Ralph was, however, renowned as the finest flopper in the Pacific
Northwest. Whatever his other failings, Ralph could still spot a
tourist in a rental car a block away and be bouncing off the fender
in the wink of an eye. Many an out-of-town visitor, visions of
exploding insurance premiums numbing his brain, had silently
thanked God that the old guy was miraculously unhurt as they slipped
him fifty bucks and sent him limping on his way. The Lord provides in
mysterious ways.
Little
or nothing was known of Nearly Normal Norman's background. Different
days produced different stories. My inquiries as to his family's
state of origin had on successive attempts been met with Rhode
Island, Indiana, and Sri Lanka. While his vast store of esoteric
knowledge suggested a formal education, Norman was less than
forthcoming with any usable facts. A pair of the most seriously
unhinged eyes since Rasputin coupled with a heavily muscled
six-foot-six frame precluded insistent inquisitiveness from all but
the most seriously addled.
"Nice
crowd out in the parlor."
"They're
all right," commented Harold quickly.
"They
got no bugs. They don't steal things or cause no trouble. That's all
we ask, Leo. We just give 'em a roof over their heads for a while. No
questions asked.
If
they wanted a fucking sermon they'd go to the Mission. If they fuck
up, they work it out with Norman," added George with just enough
zing to let me know that he didn't want to hear any jokes about the
boarders.
"And
pizza," said Ralph.
"Yeah,
we give 'em pizza too," agreed George.
"We
give everybody pizza," Ralph said with obvious pride.
When
I looked confused, they pulled me over to the rear door.
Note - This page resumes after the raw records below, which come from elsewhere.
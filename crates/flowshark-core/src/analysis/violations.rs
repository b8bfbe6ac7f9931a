use std::collections::BTreeMap;

use crate::Violation;

#[derive(Debug, Clone, Copy, PartialEq, Eq, PartialOrd, Ord)]
pub(crate) enum Severity {
    Error,
    Warning,
}

impl Severity {
    fn as_str(self) -> &'static str {
        match self {
            Severity::Error => "error",
            Severity::Warning => "warning",
        }
    }
}

fn describe(id: &str) -> (Severity, &'static str) {
    match id {
        "NFV9-MALFORMED-HEADER" => (
            Severity::Error,
            "datagram shorter than the 20-byte header",
        ),
        "NFV9-MALFORMED-TEMPLATE" => (
            Severity::Error,
            "template flowset body does not match its field count",
        ),
        "NFV9-MALFORMED-FLOWSET" => (
            Severity::Error,
            "flowset length below 4 or beyond the datagram",
        ),
        "NFV9-UNRESOLVED-TEMPLATE" => (
            Severity::Warning,
            "data flowset discarded: template not defined earlier in the datagram",
        ),
        "NFV9-UNKNOWN-FIELD" => (Severity::Warning, "field type not in the field table"),
        "NFV9-FIELD-LENGTH" => (
            Severity::Error,
            "declared field length does not fit the field's value kind",
        ),
        "NFV9-RECORD-TOO-SHORT" => (Severity::Error, "data record shorter than its template"),
        "NFV9-MISSING-TEMPLATE" => (Severity::Error, "data flowset carries no template"),
        _ => (Severity::Error, "decode failure"),
    }
}

#[derive(Debug)]
struct Entry {
    severity: Severity,
    message: &'static str,
    count: u64,
    examples: Vec<String>,
}

#[derive(Debug)]
pub(crate) struct ViolationLog {
    max_examples: usize,
    entries: BTreeMap<&'static str, Entry>,
}

impl ViolationLog {
    pub(crate) fn new(max_examples: usize) -> Self {
        Self {
            max_examples,
            entries: BTreeMap::new(),
        }
    }

    pub(crate) fn record(&mut self, id: &'static str, example: impl FnOnce() -> String) {
        let entry = self.entries.entry(id).or_insert_with(|| {
            let (severity, message) = describe(id);
            Entry {
                severity,
                message,
                count: 0,
                examples: Vec::new(),
            }
        });
        entry.count += 1;
        if entry.examples.len() < self.max_examples {
            entry.examples.push(example());
        }
    }

    pub(crate) fn into_violations(self) -> Vec<Violation> {
        let mut violations: Vec<_> = self.entries.into_iter().collect();
        violations.sort_by(|(a_id, a), (b_id, b)| {
            a.severity.cmp(&b.severity).then_with(|| a_id.cmp(b_id))
        });
        violations
            .into_iter()
            .map(|(id, entry)| Violation {
                id: id.to_string(),
                severity: entry.severity.as_str().to_string(),
                message: entry.message.to_string(),
                count: entry.count,
                examples: entry.examples,
            })
            .collect()
    }
}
The entire
back porch was hip deep in empty Domino's boxes.
"Summer
Special," said Harold. "It was Ralph's idea. He found the
first handful."
I
looked to George for confirmation. He shrugged.
"Believe
it or not," he confirmed.
"There's
a coupon for a free small pizza in every box they deliver."
"So
you guys buy one and then—" I started.
"We
don't buy squat," said George. "The solid citizens, they
don't give a shit; a small pizza ain't worth crap to them. They throw
the coupons out with the box when they're done. We just go out after
dinner and liberate the coupons from the containers."
Experience
had taught me that liberation meant scrounging, and container meant
dumpster.
This
talk of food had touched a nerve in Norman, who exited to the porch
and began digging through the collected boxes in search of a snack.
"How's
it going, Norman?" I asked.
"There
used to be a hippopotamus on Madagascar the size of a dog," he
said without interrupting his forage.
George
shrugged. "He's into animals lately." "What does
Domino's think of this loaves-and-fishes program of yours?" I
asked.
"After
a few nights, they wouldn't deliver anymore," said Ralph.
"That
was until we sicced Mr. James on them," added Harold.
"He
said the coupons were an implied contract."
"And?"
"And
he called the main office and threatened them. Threatened to get the
media, involved. You know, discrimination," George continued.